Back when I lived in a house that had cable TV, the 2006 documentary miniseries called Beautiful Minds: A Voyage into the Brain captivated me to the point of having to record the entire series and take considerable written notes on it. The documentary told the stories of a number of savants, many of them autistic savants, and the possible scientific explanations for their incredible capabilities.

What so interested me about this phenomenon and what continues to keep it popping up in my mind years later is the important lesson this teaches about the potential of the human brain. I've been listening to lots of Timothy Leary lectures lately and the main running theme through his four full decades (60s, 70s, 80s, 90s) of challenging people's minds is the miracle that is the human brain and how little of it we are normally trained to use.


(This is my first attempt at embedding a book page from GoogleBooks. Hopefully it works.)
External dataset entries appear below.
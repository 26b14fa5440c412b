//! File-system document store.
//!
//! Every operation takes a bare file name plus a [`Folder`] and resolves it
//! under the configured documents root. Names are validated before any path
//! is built, so nothing a client sends can escape its folder.

use std::io::ErrorKind;
use std::path::{Path, PathBuf};

use chrono::{DateTime, Local};
use futures::stream::{self, StreamExt};
use tokio::io::AsyncWriteExt;
use tokio_stream::wrappers::ReadDirStream;
use tracing::{debug, info, warn};

use crate::config::{AppConfig, DocumentPaths};
use crate::error::SowError;
use crate::model::FileData;

/// Concurrent `stat` calls while listing a folder.
const LIST_CONCURRENCY: usize = 16;

/// Upper bound on `name_N.ext` attempts before giving up.
const MAX_UNIQUE_ATTEMPTS: u32 = 10_000;

/// The folders under the documents root.
#[derive(Debug, Clone, Copy, PartialEq, Eq)]
pub enum Folder {
    Input,
    GeneratedSows,
    ConvertedPdf,
    ConvertedDocx,
    Temp,
}

impl Folder {
    /// Noun used in "not found" messages.
    fn label(self) -> &'static str {
        match self {
            Folder::Input => "File",
            Folder::GeneratedSows => "DOCX file",
            Folder::ConvertedPdf => "PDF file",
            Folder::ConvertedDocx => "DOCX file",
            Folder::Temp => "Temporary file",
        }
    }
}

/// Reject anything that is not a single, ordinary path component.
pub fn validate_file_name(name: &str) -> Result<&str, SowError> {
    let invalid = name.trim().is_empty()
        || name == "."
        || name == ".."
        || name.contains(['/', '\\', '\0']);
    if invalid {
        return Err(SowError::InvalidFileName {
            name: name.to_string(),
        });
    }
    Ok(name)
}

/// Split `report.final.pptx` into (`report.final`, `.pptx`).
fn split_extension(name: &str) -> (&str, &str) {
    match name.rfind('.') {
        Some(idx) if idx > 0 => name.split_at(idx),
        _ => (name, ""),
    }
}

async fn stat_entry(name: String, entry: tokio::fs::DirEntry, folder: String) -> Option<FileData> {
    let meta = entry.metadata().await.ok()?;
    if !meta.is_file() {
        return None;
    }
    let modified: DateTime<Local> = meta
        .modified()
        .map(DateTime::from)
        .unwrap_or_else(|_| Local::now());
    Some(FileData::new(&name, &folder, meta.len(), modified))
}

/// Last component of a client-supplied name, treating `\` as a separator too.
fn final_component(name: &str) -> &str {
    name.rsplit(['/', '\\']).next().unwrap_or(name).trim()
}

/// Document store rooted at [`DocumentPaths::base`].
#[derive(Debug, Clone)]
pub struct DocumentStore {
    paths: DocumentPaths,
    input_folder: String,
    allowed_extensions: Vec<String>,
    allowed_label: String,
    max_upload_mb: u64,
    max_upload_bytes: u64,
}

impl DocumentStore {
    pub fn new(config: &AppConfig) -> Result<Self, SowError> {
        Ok(Self {
            paths: DocumentPaths::resolve(config)?,
            input_folder: config.input_folder.clone(),
            allowed_extensions: config.allowed_extensions.clone(),
            allowed_label: config.allowed_extensions_label(),
            max_upload_mb: config.max_upload_mb,
            max_upload_bytes: config.max_upload_bytes(),
        })
    }

    pub fn paths(&self) -> &DocumentPaths {
        &self.paths
    }

    pub fn dir(&self, folder: Folder) -> &Path {
        match folder {
            Folder::Input => &self.paths.input,
            Folder::GeneratedSows => &self.paths.generated_sows,
            Folder::ConvertedPdf => &self.paths.converted_pdf,
            Folder::ConvertedDocx => &self.paths.converted_docx,
            Folder::Temp => &self.paths.temp,
        }
    }

    fn is_allowed(&self, name: &str) -> bool {
        let (_, ext) = split_extension(name);
        let ext = ext.trim_start_matches('.').to_ascii_lowercase();
        !ext.is_empty() && self.allowed_extensions.iter().any(|a| *a == ext)
    }

    /// Create the root and every subfolder that does not exist yet.
    pub async fn ensure_directories(&self) -> Result<(), SowError> {
        for dir in self.paths.all() {
            if tokio::fs::try_exists(dir).await.unwrap_or(false) {
                continue;
            }
            tokio::fs::create_dir_all(dir)
                .await
                .map_err(|e| SowError::io(format!("Failed to create {}", dir.display()), e))?;
            info!("Created directory: {}", dir.display());
        }
        Ok(())
    }

    /// Full path of `name` in `folder` after validating the name.
    pub fn path_of(&self, folder: Folder, name: &str) -> Result<PathBuf, SowError> {
        Ok(self.dir(folder).join(validate_file_name(name)?))
    }

    /// Like [`Self::path_of`], but 404s when the file does not exist.
    pub async fn resolve_existing(&self, folder: Folder, name: &str) -> Result<PathBuf, SowError> {
        let path = self.path_of(folder, name)?;
        match tokio::fs::metadata(&path).await {
            Ok(meta) if meta.is_file() => Ok(path),
            Ok(_) => Err(self.not_found(folder, name)),
            Err(e) if e.kind() == ErrorKind::NotFound => Err(self.not_found(folder, name)),
            Err(e) => Err(SowError::io(format!("Failed to stat {}", path.display()), e)),
        }
    }

    pub async fn exists(&self, folder: Folder, name: &str) -> bool {
        self.resolve_existing(folder, name).await.is_ok()
    }

    pub async fn read(&self, folder: Folder, name: &str) -> Result<Vec<u8>, SowError> {
        let path = self.resolve_existing(folder, name).await?;
        tokio::fs::read(&path)
            .await
            .map_err(|e| SowError::io(format!("Failed to read {}", path.display()), e))
    }

    fn not_found(&self, folder: Folder, name: &str) -> SowError {
        SowError::FileNotFound {
            label: folder.label(),
            name: name.to_string(),
        }
    }

    /// `full` relative to the documents root, `/`-separated.
    pub fn relative_path(&self, full: &Path) -> String {
        full.strip_prefix(&self.paths.base)
            .unwrap_or(full)
            .components()
            .map(|c| c.as_os_str().to_string_lossy())
            .collect::<Vec<_>>()
            .join("/")
    }

    // ── Input folder ─────────────────────────────────────────────────────

    /// Allowed files in the input folder, sorted by name.
    pub async fn list_inputs(&self) -> Result<Vec<FileData>, SowError> {
        let dir = &self.paths.input;
        let read_dir = match tokio::fs::read_dir(dir).await {
            Ok(rd) => rd,
            Err(e) if e.kind() == ErrorKind::NotFound => {
                debug!("Input folder {} does not exist yet", dir.display());
                return Ok(Vec::new());
            }
            Err(e) => {
                return Err(SowError::io(format!("Failed to list {}", dir.display()), e));
            }
        };

        // Collect owned entries first; the stat futures below borrow nothing.
        let mut entries = ReadDirStream::new(read_dir);
        let mut pending = Vec::new();
        while let Some(entry) = entries.next().await {
            let entry = match entry {
                Ok(entry) => entry,
                Err(e) => {
                    warn!("Skipping unreadable directory entry: {e}");
                    continue;
                }
            };
            let Some(name) = entry.file_name().to_str().map(str::to_string) else {
                continue;
            };
            if self.is_allowed(&name) {
                pending.push(stat_entry(name, entry, self.input_folder.clone()));
            }
        }

        let mut files: Vec<FileData> = stream::iter(pending)
            .buffer_unordered(LIST_CONCURRENCY)
            .filter_map(std::future::ready)
            .collect()
            .await;

        files.sort_by(|a, b| a.name.cmp(&b.name));
        debug!("Listed {} input files", files.len());
        Ok(files)
    }

    /// Validate and store an upload under a name that does not collide.
    ///
    /// Size is checked before extension. The first free name among `name.ext`,
    /// `name_1.ext`, `name_2.ext`… is claimed with an exclusive create.
    pub async fn save_upload(&self, original_name: &str, bytes: &[u8]) -> Result<FileData, SowError> {
        if bytes.len() as u64 > self.max_upload_bytes {
            return Err(SowError::FileTooLarge {
                limit_mb: self.max_upload_mb,
            });
        }
        let name = validate_file_name(final_component(original_name))?;
        if !self.is_allowed(name) {
            return Err(SowError::ExtensionNotAllowed {
                allowed: self.allowed_label.clone(),
            });
        }

        self.ensure_directories().await?;
        let (stem, ext) = split_extension(name);

        let mut candidate = name.to_string();
        let mut counter = 0u32;
        let (final_name, mut file) = loop {
            let path = self.paths.input.join(&candidate);
            match tokio::fs::OpenOptions::new()
                .write(true)
                .create_new(true)
                .open(&path)
                .await
            {
                Ok(file) => break (candidate, file),
                Err(e) if e.kind() == ErrorKind::AlreadyExists => {
                    counter += 1;
                    if counter > MAX_UNIQUE_ATTEMPTS {
                        return Err(SowError::Internal(format!(
                            "No free file name for '{name}' after {MAX_UNIQUE_ATTEMPTS} attempts"
                        )));
                    }
                    candidate = format!("{stem}_{counter}{ext}");
                }
                Err(e) => {
                    return Err(SowError::io(format!("Failed to create {}", path.display()), e));
                }
            }
        };

        let path = self.paths.input.join(&final_name);
        let write = async {
            file.write_all(bytes).await?;
            file.flush().await
        };
        if let Err(e) = write.await {
            let _ = tokio::fs::remove_file(&path).await;
            return Err(SowError::io(format!("Failed to write {}", path.display()), e));
        }

        info!("Stored upload '{}' as '{}' ({} bytes)", original_name, final_name, bytes.len());
        Ok(FileData::new(
            &final_name,
            &self.input_folder,
            bytes.len() as u64,
            Local::now(),
        ))
    }

    /// Remove a file from the input folder.
    pub async fn delete_input(&self, name: &str) -> Result<(), SowError> {
        let path = self.resolve_existing(Folder::Input, name).await?;
        tokio::fs::remove_file(&path).await.map_err(|e| match e.kind() {
            ErrorKind::NotFound => self.not_found(Folder::Input, name),
            _ => SowError::io(format!("Failed to delete {}", path.display()), e),
        })?;
        info!("Deleted input file '{name}'");
        Ok(())
    }

    // ── Generated SOWs ───────────────────────────────────────────────────

    /// Write a generated DOCX, replacing any file of the same name.
    ///
    /// Returns the full path and whether an older file was replaced.
    pub async fn write_generated(&self, name: &str, bytes: &[u8]) -> Result<(PathBuf, bool), SowError> {
        self.ensure_directories().await?;
        let path = self.path_of(Folder::GeneratedSows, name)?;
        let replaced = match tokio::fs::remove_file(&path).await {
            Ok(()) => {
                info!("Removed existing file: {name}");
                true
            }
            Err(e) if e.kind() == ErrorKind::NotFound => false,
            Err(e) => {
                return Err(SowError::io(format!("Failed to replace {}", path.display()), e));
            }
        };
        tokio::fs::write(&path, bytes)
            .await
            .map_err(|e| SowError::io(format!("Failed to write {}", path.display()), e))?;
        Ok((path, replaced))
    }
}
From Robert Anton Wilson's novel Masks of the Illuminati (which I've been reading with the RAWillumination.net reading group):
“Science had already revealed to them that 99.9% of the physical universe was invisible to their senses …” (pg. 125)
Reader Oz Fritz (who writes this excellent blog) had this to say about this part of the book:
A physicist once told me that if you stacked a sheet of papers from the Earth to the Moon and called that all the energy or 'information' out there, the part of the universe perceptible to humans would about equal the thickness of one sheet of paper. In light of that, the sentence that follows looks quite interesting... 
"but they were not capable of deducing from that that an equal part of the mental and spiritual universes was also unperceived by them as they robotically proceeded about their mammalian business of survival, reproduction and nurturing of their cubs." (pg. 125)
When you can somehow manage to give less dominance to the narrowly focused left-brain, you can open up unfathomable possibilities in the right brain. The Beautiful Minds documentary includes the story of an average Joe kinda guy who got plunked on the left side of his skull in a baseball game and could suddenly calculate, immediately and with perfect precision, what day of the week any date would fall on, far into the future or past (interestingly, that strange ability is a common one among savants). He also could now recall from memory what happened on any day in his life.
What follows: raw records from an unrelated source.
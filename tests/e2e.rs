//! End-to-end tests against real external tools.
//!
//! These need a local LibreOffice (or Chromium) install and, for generation,
//! a reachable SOW API. They are gated behind `E2E_ENABLED` so they do not
//! run in CI unless explicitly requested.
//!
//! Run with:
//!   E2E_ENABLED=1 cargo test --test e2e -- --nocapture
//!
//! Generation additionally needs `SOW_API_ENDPOINT` (and `SOW_API_KEY` if the
//! service requires one).

mod common;

use std::time::Duration;

use sow_wizard::{
    convert, AppConfig, ContractType, ConverterKind, Converters, DocumentStore,
    NoopProgressCallback, PdfMethod, SowApiClient,
};

macro_rules! e2e_skip_unless_enabled {
    () => {
        if std::env::var("E2E_ENABLED").is_err() {
            println!("SKIP: set E2E_ENABLED=1 to run e2e tests");
            return;
        }
    };
}

fn workspace() -> (tempfile::TempDir, AppConfig) {
    let root = tempfile::tempdir().unwrap();
    let config = AppConfig::builder()
        .documents_root(root.path())
        .conversion_timeout_secs(120)
        .build()
        .unwrap();
    (root, config)
}

#[tokio::test]
async fn test_detect_installed_converters() {
    e2e_skip_unless_enabled!();
    let (_root, config) = workspace();
    let converters = Converters::from_config(&config);

    for kind in [ConverterKind::LibreOffice, ConverterKind::Chromium] {
        let info = convert::converter_status(&converters, kind, &NoopProgressCallback)
            .await
            .unwrap();
        println!("{}: available={} path={} version={:?}", kind.display_name(), info.available, info.path, info.version);
        if info.available {
            assert!(!info.path.is_empty());
        }
    }
}

#[tokio::test]
async fn test_real_pdf_conversion() {
    e2e_skip_unless_enabled!();
    let (root, config) = workspace();
    let store = DocumentStore::new(&config).unwrap();
    let converters = Converters::from_config(&config);
    store.write_generated("sample.docx", &common::sample_sow_docx()).await.unwrap();

    let out = match convert::convert_to_pdf(&store, &converters, "sample.docx", &NoopProgressCallback).await {
        Ok(out) => out,
        Err(e) => {
            println!("SKIP: no usable converter ({e})");
            return;
        }
    };
    println!("converted with {:?} -> {} ({} bytes)", out.method.map(PdfMethod::label), out.pdf_path, out.size);

    let pdf = std::fs::read(root.path().join("converted_to_pdf").join(&out.pdf_path)).unwrap();
    assert!(pdf.starts_with(b"%PDF"), "output is not a PDF");
    assert!(!out.already_existed);

    let again = convert::convert_to_pdf(&store, &converters, "sample.docx", &NoopProgressCallback)
        .await
        .unwrap();
    assert!(again.already_existed);
}

#[tokio::test]
async fn test_real_sow_generation() {
    e2e_skip_unless_enabled!();
    let Ok(endpoint) = std::env::var("SOW_API_ENDPOINT") else {
        println!("SKIP: set SOW_API_ENDPOINT to test generation");
        return;
    };
    let key = std::env::var("SOW_API_KEY").ok();

    let (_root, config) = workspace();
    let store = DocumentStore::new(&config).unwrap();
    store.save_upload("proposal.pptx", &common::sample_sow_docx()).await.unwrap();
    let client = SowApiClient::new(&endpoint, key, Duration::from_secs(300)).unwrap();

    let generated = convert::generate_sow(
        &store,
        Some(&client),
        ContractType::FixedPrice,
        &["proposal.pptx".to_string()],
        &NoopProgressCallback,
    )
    .await
    .unwrap();
    println!("generated: {:?} ({:?} bytes)", generated.filename, generated.file_size);
    assert!(generated.filename.is_some() || generated.sow_text.is_some());

    if let Some(name) = generated.filename {
        let md = convert::docx_to_markdown(&store, &name).await.unwrap();
        assert!(!md.markdown.trim().is_empty());
    }
}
In light of the human brain information I've been soaking in most recently from Leary and RAW (and also with consideration of Richard Maurice Bucke's thesis in Cosmic Consciousness), I'm now beginning to see people like Stephen Wiltshire as personally representing quantum evolutionary leaps in the human species.
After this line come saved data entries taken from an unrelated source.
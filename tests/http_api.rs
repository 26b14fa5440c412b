//! HTTP API tests against a live router on an ephemeral port.

mod common;

use axum::http::StatusCode;
use base64::Engine;
use common::{sample_sow_docx, spawn_app, spawn_sow_api};
use reqwest::multipart::{Form, Part};
use serde_json::{json, Value};

fn upload_form(name: &str, bytes: Vec<u8>) -> Form {
    Form::new().part("file", Part::bytes(bytes).file_name(name.to_string()))
}

async fn json_of(resp: reqwest::Response) -> Value {
    resp.json().await.unwrap()
}

// ── Health & metadata ────────────────────────────────────────────────────────

#[tokio::test]
async fn healthz_answers_ok() {
    let app = spawn_app(|b| b).await;
    let resp = app.client.get(app.url("/healthz")).send().await.unwrap();
    assert_eq!(resp.status(), StatusCode::OK);
    assert_eq!(resp.text().await.unwrap(), "ok");
}

#[tokio::test]
async fn request_id_is_echoed_or_generated() {
    let app = spawn_app(|b| b).await;

    let resp = app
        .client
        .get(app.url("/healthz"))
        .header("x-request-id", "trace-42")
        .send()
        .await
        .unwrap();
    assert_eq!(resp.headers()["x-request-id"], "trace-42");

    let resp = app.client.get(app.url("/healthz")).send().await.unwrap();
    let generated = resp.headers()["x-request-id"].to_str().unwrap();
    assert!(generated.starts_with("req-"), "got {generated}");
}

#[tokio::test]
async fn contract_types_lists_three_models() {
    let app = spawn_app(|b| b).await;
    let body = json_of(app.client.get(app.url("/api/contract-types")).send().await.unwrap()).await;
    let types = body["contractTypes"].as_array().unwrap();
    let ids: Vec<&str> = types.iter().map(|t| t["id"].as_str().unwrap()).collect();
    assert_eq!(ids, ["fixed-price", "time-and-materials", "staff-augmentation"]);
    assert!(types.iter().all(|t| t["label"].is_string() && t["description"].is_string()));
}

#[tokio::test]
async fn libreoffice_status_reports_missing_converter() {
    let app = spawn_app(|b| b).await;
    let resp = app
        .client
        .get(app.url("/api/libreoffice-status"))
        .send()
        .await
        .unwrap();
    assert_eq!(resp.status(), StatusCode::OK);
    let body = json_of(resp).await;
    assert_eq!(body["success"], true);
    assert_eq!(body["libreOffice"]["available"], false);
    assert_eq!(body["message"], "LibreOffice is not available");
    assert!(body["platform"].is_string());
}

// ── Upload / list / delete ───────────────────────────────────────────────────

#[tokio::test]
async fn upload_stores_file_and_lists_it() {
    let app = spawn_app(|b| b).await;
    let resp = app
        .client
        .post(app.url("/api/upload"))
        .multipart(upload_form("proposal.pptx", vec![7u8; 2048]))
        .send()
        .await
        .unwrap();
    assert_eq!(resp.status(), StatusCode::OK);
    let body = json_of(resp).await;
    assert_eq!(body["success"], true);
    assert_eq!(body["message"], "File uploaded successfully");
    assert_eq!(body["file"]["name"], "proposal.pptx");
    assert_eq!(body["file"]["path"], "/input/proposal.pptx");
    assert_eq!(body["file"]["size"], "2 KB");
    assert_eq!(body["file"]["type"], "presentation");
    assert!(app.docs().join("input/proposal.pptx").is_file());

    let body = json_of(app.client.get(app.url("/api/files")).send().await.unwrap()).await;
    let files = body["files"].as_array().unwrap();
    assert_eq!(files.len(), 1);
    assert_eq!(files[0]["name"], "proposal.pptx");
}

#[tokio::test]
async fn duplicate_upload_gets_numbered_name() {
    let app = spawn_app(|b| b).await;
    for _ in 0..2 {
        app.client
            .post(app.url("/api/upload"))
            .multipart(upload_form("deck.pptx", b"one".to_vec()))
            .send()
            .await
            .unwrap();
    }
    let resp = app
        .client
        .post(app.url("/api/upload"))
        .multipart(upload_form("deck.pptx", b"three".to_vec()))
        .send()
        .await
        .unwrap();
    let body = json_of(resp).await;
    assert_eq!(body["file"]["name"], "deck_2.pptx");
    assert!(app.docs().join("input/deck_1.pptx").is_file());
}

#[tokio::test]
async fn concurrent_uploads_of_one_name_never_collide() {
    let app = spawn_app(|b| b).await;
    let uploads = (0..8u8).map(|i| {
        app.client
            .post(app.url("/api/upload"))
            .multipart(upload_form("deck.pptx", vec![i; 16]))
            .send()
    });
    let responses = futures::future::join_all(uploads).await;

    let mut names = std::collections::BTreeSet::new();
    for resp in responses {
        let resp = resp.unwrap();
        assert_eq!(resp.status(), StatusCode::OK);
        let body = json_of(resp).await;
        names.insert(body["file"]["name"].as_str().unwrap().to_string());
    }
    assert_eq!(names.len(), 8);
    assert!(names.contains("deck.pptx"));

    let stored = std::fs::read_dir(app.docs().join("input")).unwrap().count();
    assert_eq!(stored, 8);
    for name in &names {
        let bytes = std::fs::read(app.docs().join("input").join(name)).unwrap();
        assert_eq!(bytes.len(), 16);
        assert!(bytes.iter().all(|b| *b == bytes[0]));
    }
}

#[tokio::test]
async fn upload_rejects_disallowed_extension() {
    let app = spawn_app(|b| b).await;
    let resp = app
        .client
        .post(app.url("/api/upload"))
        .multipart(upload_form("notes.txt", b"hello".to_vec()))
        .send()
        .await
        .unwrap();
    assert_eq!(resp.status(), StatusCode::BAD_REQUEST);
    let body = json_of(resp).await;
    assert_eq!(body["success"], false);
    assert_eq!(body["message"], "Only PPTX, DOCX files are allowed");
    assert!(!app.docs().join("input/notes.txt").exists());
}

#[tokio::test]
async fn upload_rejects_oversized_file() {
    let app = spawn_app(|b| b).await;
    let resp = app
        .client
        .post(app.url("/api/upload"))
        .multipart(upload_form("big.pptx", vec![0u8; 1024 * 1024 + 10]))
        .send()
        .await
        .unwrap();
    assert_eq!(resp.status(), StatusCode::BAD_REQUEST);
    let body = json_of(resp).await;
    assert_eq!(body["message"], "File size exceeds the maximum limit of 1 MB");
}

#[tokio::test]
async fn upload_without_file_field_is_rejected() {
    let app = spawn_app(|b| b).await;
    let form = Form::new().text("comment", "nothing attached");
    let resp = app
        .client
        .post(app.url("/api/upload"))
        .multipart(form)
        .send()
        .await
        .unwrap();
    assert_eq!(resp.status(), StatusCode::BAD_REQUEST);
    assert_eq!(json_of(resp).await["message"], "No file received");
}

#[tokio::test]
async fn delete_requires_name_and_existing_file() {
    let app = spawn_app(|b| b).await;

    let resp = app.client.delete(app.url("/api/delete")).send().await.unwrap();
    assert_eq!(resp.status(), StatusCode::BAD_REQUEST);
    assert_eq!(json_of(resp).await["message"], "Filename is required");

    let resp = app
        .client
        .delete(app.url("/api/delete?filename=ghost.pptx"))
        .send()
        .await
        .unwrap();
    assert_eq!(resp.status(), StatusCode::NOT_FOUND);

    app.put("input", "old.pptx", b"x");
    let resp = app
        .client
        .delete(app.url("/api/delete?filename=old.pptx"))
        .send()
        .await
        .unwrap();
    assert_eq!(resp.status(), StatusCode::OK);
    assert_eq!(json_of(resp).await["message"], "File deleted successfully");
    assert!(!app.docs().join("input/old.pptx").exists());
}

#[tokio::test]
async fn traversal_names_are_rejected() {
    let app = spawn_app(|b| b).await;
    app.put("", "secret.pptx", b"x");

    let resp = app
        .client
        .delete(app.url("/api/delete?filename=..%2Fsecret.pptx"))
        .send()
        .await
        .unwrap();
    assert_eq!(resp.status(), StatusCode::BAD_REQUEST);
    assert_eq!(json_of(resp).await["message"], "Invalid file path");
    assert!(app.docs().join("secret.pptx").exists());

    let resp = app
        .client
        .get(app.url("/api/download-docx?file=..%2F..%2Fetc%2Fpasswd"))
        .send()
        .await
        .unwrap();
    assert_eq!(resp.status(), StatusCode::BAD_REQUEST);
}

// ── Serving generated files ──────────────────────────────────────────────────

#[tokio::test]
async fn pdf_is_served_inline() {
    let app = spawn_app(|b| b).await;
    app.put("converted_to_pdf", "sow.pdf", b"%PDF-1.4 test");

    let resp = app.client.get(app.url("/api/pdf?file=sow.pdf")).send().await.unwrap();
    assert_eq!(resp.status(), StatusCode::OK);
    assert_eq!(resp.headers()["content-type"], "application/pdf");
    assert_eq!(
        resp.headers()["content-disposition"],
        "inline; filename=\"sow.pdf\""
    );
    assert_eq!(resp.bytes().await.unwrap().as_ref(), b"%PDF-1.4 test");

    let resp = app.client.get(app.url("/api/pdf")).send().await.unwrap();
    assert_eq!(resp.status(), StatusCode::BAD_REQUEST);
    assert_eq!(json_of(resp).await["message"], "File name is required");
}

#[tokio::test]
async fn docx_download_is_an_uncached_attachment() {
    let app = spawn_app(|b| b).await;
    app.put("generated_sows", "sow.docx", b"PK fake");

    let resp = app
        .client
        .get(app.url("/api/download-docx?file=sow.docx"))
        .send()
        .await
        .unwrap();
    assert_eq!(resp.status(), StatusCode::OK);
    assert_eq!(
        resp.headers()["content-type"],
        "application/vnd.openxmlformats-officedocument.wordprocessingml.document"
    );
    assert_eq!(
        resp.headers()["content-disposition"],
        "attachment; filename=\"sow.docx\""
    );
    assert_eq!(resp.headers()["cache-control"], "no-cache");

    let resp = app
        .client
        .get(app.url("/api/download-docx?file=missing.docx"))
        .send()
        .await
        .unwrap();
    assert_eq!(resp.status(), StatusCode::NOT_FOUND);
}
Stephen Wiltshire is my favorite savant from the TV series, mainly because his ability is so simple, so precise, and so fucking astounding. Mr. Wiltshire, a young man from London who was diagnosed as autistic at the age of 3, can take a pen and draw a perfect and intricately detailed photographic representation of anything after looking at it just once. He frequently pulls the trick by going up in a helicopter, observing a city from above, and then drawing the entire cityscape on a massive panoramic panel.

There are no words for this. Perhaps "magic" would begin to grope at it.

Watch him draw Manhattan after observing it for 20 minutes in a helicopter ride. You can see him do the same thing for Rome, Tokyo, Madrid, Hong Kong.

And here, for your viewing and brain-tingling pleasure, is the Beautiful Minds TV series in its entirety:

7 comments:

  1. I'm pleased that the "Masks of the Illuminati" reading group helped inspire such an interesting blog post. Where do you get the Tim Leary lectures you have been listening to?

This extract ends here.